Bless James and Colin's mission to be the example of support for those in need of assistance, care, and compassion in ways that are different than normal; so they can have the best quality of life🙏 what a blessing to to share this story with the world and let us in on something so beautiful; a man's love for his child🫶✨️
actors can portray just about anyone and give a believable performance. Seeing him give this interview gives a glimpse of a loving dad sharing something very personal about his child and wanting a better life for him and others with disabilities.
I understand what parents go through having children with special needs. For me, it's the fear of who's gonna take care of them when I'm gone . That's probably his driving force for opening this foundation.
You mean your autistic kid has high support needs. Most people in the autistic community don't use function labels like severe or mild.
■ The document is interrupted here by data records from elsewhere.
use alloy::primitives::Address;
use serde::{Deserialize, Serialize};

use crate::{error::Result, ledger::Ledger, token::UtilityToken};

/// How bounties and penalties are paid to and by a gateway.
#[derive(Debug, Clone, Copy, Default, PartialEq, Eq, Serialize, Deserialize)]
#[serde(tag = "type", rename_all = "snake_case", deny_unknown_fields)]
pub enum PaymentMethod {
    /// The chain's native currency.
    #[default]
    Native,
    /// An EIP-20 token registered on the chain. Payers must approve the gateway first.
    Token { token: Address },
}

impl PaymentMethod {
    /// Moves `amount` from `from` into the gateway's custody.
    pub fn collect<T: UtilityToken + Clone>(
        &self,
        ledger: &mut Ledger<T>,
        from: Address,
        amount: u128,
    ) -> Result<()> {
        if amount == 0 {
            return Ok(());
        }
        let gateway = ledger.gateway();
        match self {
            PaymentMethod::Native => ledger.state_mut().transfer_native(from, gateway, amount),
            PaymentMethod::Token { token } => {
                Ok(ledger
                    .token_mut(*token)?
                    .transfer_from(gateway, from, gateway, amount)?)
            }
        }
    }

    /// Pays `amount` out of the gateway's custody.
    pub fn pay<T: UtilityToken + Clone>(
        &self,
        ledger: &mut Ledger<T>,
        to: Address,
        amount: u128,
    ) -> Result<()> {
        if amount == 0 {
            return Ok(());
        }
        let gateway = ledger.gateway();
        match self {
            PaymentMethod::Native => ledger.state_mut().transfer_native(gateway, to, amount),
            PaymentMethod::Token { token } => {
                Ok(ledger.token_mut(*token)?.transfer(gateway, to, amount)?)
            }
        }
    }
}
pub trait Trie<D: DB> {
    /// Returns the value for key stored in the trie.
    fn get(&self, key: &[u8]) -> TrieResult<Option<Vec<u8>>>;

    /// Checks that the key is present in the trie
    fn contains(&self, key: &[u8]) -> TrieResult<bool>;

    /// Inserts value into trie and modifies it if it exists. Inserting an empty value removes the key.
    fn insert(&mut self, key: &[u8], value: &[u8]) -> TrieResult<()>;

    /// Removes any existing value for key from the trie.
    fn remove(&mut self, key: &[u8]) -> TrieResult<bool>;

    /// Writes all new nodes to the db and returns the root hash of the trie.
    fn root_hash(&mut self) -> TrieResult<B256>;

    /// Constructs a merkle proof for key. The result contains the encodings of all nodes that are stored by hash on
    /// the path to the value at key, starting with the root. Nodes inlined in their parent are not repeated.
    ///
    /// If the trie does not contain a value for key, the returned proof contains all nodes of the longest existing
    /// prefix of the key (at least the root node), ending with the node that proves the absence of the key.
    fn get_proof(&self, key: &[u8]) -> TrieResult<Vec<Vec<u8>>>;

    /// Returns the value if key exists, None if key does not exist, and an error if the proof is wrong.
    fn verify_proof(
        &self,
        root_hash: B256,
        key: &[u8],
        proof: Vec<Vec<u8>>,
    ) -> TrieResult<Option<Vec<u8>>>;
}

pub struct EthTrie<D>
where
    D: DB,
{
    root: Node,
    root_hash: B256,

    pub db: Arc<D>,
}

impl<D: DB> Clone for EthTrie<D> {
    fn clone(&self) -> Self {
        EthTrie {
            root: self.root.clone(),
            root_hash: self.root_hash,
            db: self.db.clone(),
        }
    }
}

enum EncodedNode {
    Hash(B256),
    Inline(Vec<u8>),
}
It's considered offensive and misleading.
Right about minute 3:00 Colin nails it - a plan has to be in place for the day when James’s parents are no longer able to care for him - I think this is the sad reality which is foremost in the minds of parents of children with special needs.
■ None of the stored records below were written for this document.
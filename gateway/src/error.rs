use alloy::primitives::B256;
use eth_trie::{ProofError, TrieError};

use crate::token::TokenError;

/// A rejected gateway call. Every variant leaves the ledger exactly as it was before the call.
#[derive(thiserror::Error, Debug, Clone, PartialEq, Eq)]
pub enum GatewayError {
    #[error("invalid nonce: expected {expected}, got {got}")]
    InvalidNonce { expected: u64, got: u64 },
    #[error("invalid amount: {0}")]
    InvalidAmount(&'static str),
    #[error("beneficiary must not be the zero address")]
    InvalidBeneficiary,
    #[error("unlock secret does not match the hash lock")]
    InvalidSecret,
    #[error("proof verification failed: {0}")]
    ProofInvalid(#[from] ProofError),
    #[error("no state root is anchored for block {block_height}")]
    ProofTooOld { block_height: u64 },
    #[error("block {block_height} is newer than the latest anchored block {latest}")]
    NotYetAnchored { block_height: u64, latest: u64 },
    #[error("message is already finalized")]
    AlreadyFinalized,
    #[error("message revocation is in progress")]
    RevocationInProgress,
    #[error("message can not be revoked for another {remaining} block(s)")]
    NotYetUnlockable { remaining: u64 },
    #[error("caller is not allowed to perform this operation")]
    Unauthorized,
    #[error("anchor height {block_height} is not above the latest anchored height {latest}")]
    NonMonotonicHeight { block_height: u64, latest: u64 },
    #[error("message {0} is already declared")]
    MessageExists(B256),
    #[error("unknown message {0}")]
    UnknownMessage(B256),
    #[error("message is in status {0:?}, which does not allow this operation")]
    InvalidStatus(crate::message::MessageStatus),
    #[error("previous process of the account is not finalized")]
    PreviousProcessNotFinalized,
    #[error("insufficient balance: need {needed}, have {available}")]
    InsufficientBalance { needed: u128, available: u128 },
    #[error(transparent)]
    Token(#[from] TokenError),
    #[error("state trie error: {0}")]
    Trie(#[from] TrieError),
    #[error("no state root recorded for block {0}")]
    UnknownBlock(u64),
    #[error("token {0} is not registered on this chain")]
    UnknownToken(alloy::primitives::Address),
    #[error("invalid configuration: {0}")]
    Config(String),
}

pub type Result<T, E = GatewayError> = std::result::Result<T, E>;
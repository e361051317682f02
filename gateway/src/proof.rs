//! `eth_getProof` style proofs, and their verification against an anchored remote state root.

use alloy::primitives::{Address, B256, Bytes, U256, keccak256};
use eth_trie::{EMPTY_ROOT, ProofError, proof};
use serde::{Deserialize, Serialize};
use tracing::*;

use crate::{
    anchor::StateAnchor,
    error::{GatewayError, Result},
    message::{MessageBox, MessageStatus},
    state::{Account, encode_word},
};

#[derive(Debug, Clone, PartialEq, Eq, Serialize, Deserialize)]
#[serde(rename_all = "camelCase")]
pub struct StorageProof {
    pub key: B256,
    pub value: U256,
    pub proof: Vec<Bytes>,
}

#[derive(Debug, Clone, PartialEq, Eq, Serialize, Deserialize)]
#[serde(rename_all = "camelCase")]
pub struct AccountProof {
    pub address: Address,
    pub block_number: u64,
    /// RLP of the account, empty if the account does not exist.
    pub encoded_account: Bytes,
    pub account_proof: Vec<Bytes>,
    pub storage_hash: B256,
    pub storage_proof: Vec<StorageProof>,
}

fn nodes(proof: &[Bytes]) -> Vec<Vec<u8>> {
    proof.iter().map(|node| node.to_vec()).collect()
}

impl AccountProof {
    /// Verifies the account of `address` under `state_root` and returns its storage root.
    pub fn verify_account(&self, address: Address, state_root: B256) -> Result<B256> {
        let expected = (!self.encoded_account.is_empty()).then_some(&self.encoded_account[..]);
        proof::verify_proof(
            state_root,
            keccak256(address).as_slice(),
            expected,
            &nodes(&self.account_proof),
        )?;

        let storage_root = match expected {
            Some(encoded) => {
                rlp::decode::<Account>(encoded)
                    .map_err(|e| ProofError::Decode {
                        index: self.account_proof.len().saturating_sub(1),
                        reason: e.to_string(),
                    })?
                    .storage_root
            }
            None => EMPTY_ROOT,
        };
        if storage_root != self.storage_hash {
            return Err(ProofError::ValueMismatch.into());
        }
        Ok(storage_root)
    }

    /// Verifies the storage proof for `slot` under `storage_root` and returns the proven word.
    pub fn verify_storage(&self, storage_root: B256, slot: B256) -> Result<U256> {
        let entry = self
            .storage_proof
            .iter()
            .find(|p| p.key == slot)
            .ok_or(ProofError::EmptyProof)?;

        let expected = (!entry.value.is_zero()).then(|| encode_word(entry.value));
        proof::verify_proof(
            storage_root,
            keccak256(slot).as_slice(),
            expected.as_deref(),
            &nodes(&entry.proof),
        )?;
        Ok(entry.value)
    }
}

/// A proof about the counterpart gateway's storage, checked against the locally anchored remote state roots.
#[derive(Debug, Clone, Copy)]
pub struct CounterpartProof<'a> {
    pub anchor: &'a StateAnchor,
    pub gateway: Address,
    pub proof: &'a AccountProof,
}

impl CounterpartProof<'_> {
    /// The status of `message_hash` in the counterpart's `message_box`, as of the proof's block.
    pub fn message_status(&self, message_box: MessageBox, message_hash: B256) -> Result<MessageStatus> {
        let result = self.verify(message_box, message_hash);
        if let Err(e) = &result {
            warn!(
                %message_hash,
                ?message_box,
                block_number = self.proof.block_number,
                error = %e,
                "rejected counterpart proof"
            );
        }
        result
    }

    fn verify(&self, message_box: MessageBox, message_hash: B256) -> Result<MessageStatus> {
        let state_root = self.anchor.state_root(self.proof.block_number)?;
        let storage_root = self.proof.verify_account(self.gateway, state_root)?;
        let word = self
            .proof
            .verify_storage(storage_root, message_box.storage_slot(message_hash))?;
        MessageStatus::from_word(word).ok_or(GatewayError::ProofInvalid(ProofError::ValueMismatch))
    }
}
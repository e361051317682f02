use alloy::primitives::B256;
use gateway::{
    error::GatewayError,
    event::Event,
    message::{MessageBox, MessageStatus},
};

use crate::{
    BOUNTY, Bridge, FACILITATOR, INITIAL_NATIVE, INITIAL_VALUE, ORIGIN_GATEWAY, PENALTY, STAKE_VAULT, STAKER, STRANGER,
    UNLOCK_WINDOW,
};

#[test]
fn revert_stake() {
    let mut bridge = Bridge::new(10);
    let (_, secret, hash) = bridge.stake_and_confirm(200, 1, 10);

    // Nothing happened on origin since the stake, so the next block is one past its declaration.
    assert_eq!(
        bridge.gateway.revert_stake(&mut bridge.origin, STAKER, hash),
        Err(GatewayError::NotYetUnlockable {
            remaining: UNLOCK_WINDOW - 1
        })
    );
    bridge.origin.advance_blocks(UNLOCK_WINDOW - 1).unwrap();
    assert_eq!(
        bridge
            .gateway
            .revert_stake(&mut bridge.origin, FACILITATOR, hash),
        Err(GatewayError::Unauthorized)
    );
    assert_eq!(
        bridge
            .gateway
            .revert_stake(&mut bridge.origin, STAKER, B256::ZERO),
        Err(GatewayError::UnknownMessage(B256::ZERO))
    );

    bridge
        .gateway
        .revert_stake(&mut bridge.origin, STAKER, hash)
        .unwrap();
    assert_eq!(bridge.origin_native(STAKER), INITIAL_NATIVE - PENALTY);
    assert_eq!(bridge.origin_native(ORIGIN_GATEWAY), BOUNTY + PENALTY);
    assert_eq!(
        bridge.origin.message_status(MessageBox::Outbox, hash),
        MessageStatus::DeclaredRevocation
    );
    assert_eq!(
        bridge
            .gateway
            .progress_stake(&mut bridge.origin, FACILITATOR, hash, secret),
        Err(GatewayError::RevocationInProgress)
    );

    let proof = bridge.origin_outbox_proof(hash);
    bridge
        .cogateway
        .confirm_revert_stake_intent(&mut bridge.auxiliary, hash, &proof)
        .unwrap();
    assert_eq!(
        bridge.auxiliary.message_status(MessageBox::Inbox, hash),
        MessageStatus::DeclaredRevocation
    );
    assert_eq!(
        bridge
            .cogateway
            .progress_mint(&mut bridge.auxiliary, FACILITATOR, hash, secret),
        Err(GatewayError::RevocationInProgress)
    );

    let proof = bridge.auxiliary_inbox_proof(hash);
    bridge
        .gateway
        .progress_revert_stake(&mut bridge.origin, STRANGER, hash, &proof)
        .unwrap();
    assert_eq!(bridge.value(STAKER), INITIAL_VALUE);
    assert_eq!(bridge.value(ORIGIN_GATEWAY), 0);
    assert_eq!(bridge.value(STAKE_VAULT), 0);
    assert_eq!(bridge.origin_native(STAKER), INITIAL_NATIVE);
    assert_eq!(bridge.origin_native(STRANGER), BOUNTY);
    assert_eq!(bridge.origin_native(FACILITATOR), INITIAL_NATIVE - BOUNTY);
    assert_eq!(bridge.origin_native(ORIGIN_GATEWAY), 0);
    assert_eq!(
        bridge.origin.message_status(MessageBox::Outbox, hash),
        MessageStatus::Revoked
    );

    let proof = bridge.origin_outbox_proof(hash);
    bridge
        .cogateway
        .progress_revert_stake_intent_with_proof(&mut bridge.auxiliary, hash, &proof)
        .unwrap();
    assert_eq!(
        bridge.auxiliary.message_status(MessageBox::Inbox, hash),
        MessageStatus::Revoked
    );
    assert!(bridge
        .auxiliary
        .events()
        .contains(&Event::RevertStakeIntentProgressed {
            message_hash: hash,
            staker: STAKER
        }));

    // The staker is free to stake again.
    let (intent, _) = bridge.stake_intent(100, 0, 0);
    bridge.approve_stake(100);
    bridge
        .gateway
        .stake(&mut bridge.origin, STAKER, intent)
        .unwrap();
}

#[test]
fn inbox_revocation_with_secret() {
    let mut bridge = Bridge::new(11);
    let (_, secret, hash) = bridge.stake_and_confirm(200, 0, 0);
    bridge.origin.advance_blocks(UNLOCK_WINDOW).unwrap();
    bridge
        .gateway
        .revert_stake(&mut bridge.origin, STAKER, hash)
        .unwrap();
    let proof = bridge.origin_outbox_proof(hash);
    bridge
        .cogateway
        .confirm_revert_stake_intent(&mut bridge.auxiliary, hash, &proof)
        .unwrap();

    assert_eq!(
        bridge
            .cogateway
            .progress_revert_stake_intent(&mut bridge.auxiliary, hash, B256::ZERO),
        Err(GatewayError::InvalidSecret)
    );
    bridge
        .cogateway
        .progress_revert_stake_intent(&mut bridge.auxiliary, hash, secret)
        .unwrap();
    assert_eq!(
        bridge.auxiliary.message_status(MessageBox::Inbox, hash),
        MessageStatus::Revoked
    );

    // Origin finalizes with a proof of the revoked inbox just as well.
    let proof = bridge.auxiliary_inbox_proof(hash);
    bridge
        .gateway
        .progress_revert_stake(&mut bridge.origin, FACILITATOR, hash, &proof)
        .unwrap();
    assert_eq!(bridge.value(STAKER), INITIAL_VALUE);
}

#[test]
fn revert_after_progress_fails() {
    let mut bridge = Bridge::new(12);
    let (_, secret, hash) = bridge.stake_and_confirm(200, 0, 0);
    bridge
        .gateway
        .progress_stake(&mut bridge.origin, FACILITATOR, hash, secret)
        .unwrap();
    bridge.origin.advance_blocks(UNLOCK_WINDOW * 2).unwrap();

    assert_eq!(
        bridge.gateway.revert_stake(&mut bridge.origin, STAKER, hash),
        Err(GatewayError::AlreadyFinalized)
    );
    assert_eq!(bridge.origin_native(STAKER), INITIAL_NATIVE);
}

#[test]
fn mint_defeats_a_late_revert() {
    let mut bridge = Bridge::new(13);
    let (_, secret, hash) = bridge.stake_and_confirm(200, 0, 0);
    bridge
        .cogateway
        .progress_mint(&mut bridge.auxiliary, FACILITATOR, hash, secret)
        .unwrap();

    bridge.origin.advance_blocks(UNLOCK_WINDOW).unwrap();
    bridge
        .gateway
        .revert_stake(&mut bridge.origin, STAKER, hash)
        .unwrap();

    let proof = bridge.origin_outbox_proof(hash);
    assert_eq!(
        bridge
            .cogateway
            .confirm_revert_stake_intent(&mut bridge.auxiliary, hash, &proof),
        Err(GatewayError::AlreadyFinalized)
    );

    // The revocation can never complete, so the stake is progressed instead and the penalty is forfeited.
    let proof = bridge.auxiliary_inbox_proof(hash);
    assert_eq!(
        bridge
            .gateway
            .progress_revert_stake(&mut bridge.origin, FACILITATOR, hash, &proof),
        Err(GatewayError::InvalidStatus(MessageStatus::Progressed))
    );
    bridge
        .gateway
        .progress_stake_with_proof(&mut bridge.origin, STRANGER, hash, &proof)
        .unwrap();
    assert_eq!(bridge.value(STAKE_VAULT), 200);
    assert_eq!(bridge.origin_native(STRANGER), BOUNTY + PENALTY);
    assert_eq!(bridge.origin_native(STAKER), INITIAL_NATIVE - PENALTY);
    assert_eq!(
        bridge.origin.message_status(MessageBox::Outbox, hash),
        MessageStatus::Progressed
    );
}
Good for Farrell, his son, his family. Many, likely most families, do not have the resources that Colin may have. I hope this story helps kids and struggling families.
I must comment Collin Farrell . I know that a lot of celebrities that try to keep things private about their personal lives . I have a new found respect for him , on bring up this person aspect of his life .
My parents look after me and my 3 sister whom we all have Autism. They are incredible and I didn't know know until I was in my 30s of how much these guys did for us. When I started to go to university they were so proud of me, but I had to take a break from uni this year as I had a mental breakdown. My parents have been so supportive of us through these times. I love my parents so very much.
@@PhilAlumb What is meant is sexy does not have to be about the physical appearance of a person, but also about his good character. And the magazine refers to the fact that the video was done by People magazine, which produces a yearly "sexiest" list. I hope that clears my point. Peace.
As I listened to your interview, it was like hearing myself. You said everything I have said over the years regarding our daughter Alex. We are truly blessed with the happiest souls on earth. We were excited to hear your dreams for a camp. We will definitely be following to see if one near us, it sounds amazing! Thank you for speaking put for your son and all our children. They put out so much infectious amazing energy that they deserve to have us do all we can to attempt to reciprocate!
My son Gabriel has trip 12 gen and there is only 85 people around the world with this sindrome its hard for me as a mom to know that my son has a world thats yet not to much knowend and hurts deep i wish all help but with real people with a great heart..and help the 84 i am nobody but to my son i am a hero..
Oh that's so sad! He would have been a good looking young healthy guy, probably with a great career like his father. Glad his family is so supportive and can afford to give him the best care possible
If there was housing for autistic people that could live within their communities instead of separate from society, that would be ideal. Sad to say group homes aren't exactly great.
I remember watching an interview where Colin was asked which of his own movies was his favorite. He said he had two favorites - the one where he met James' mother and the one where he met his younger son's mother ❤ I believe both of those relationships ended but he's still grateful that they happened because those women gave him his children, whom he obviously adores.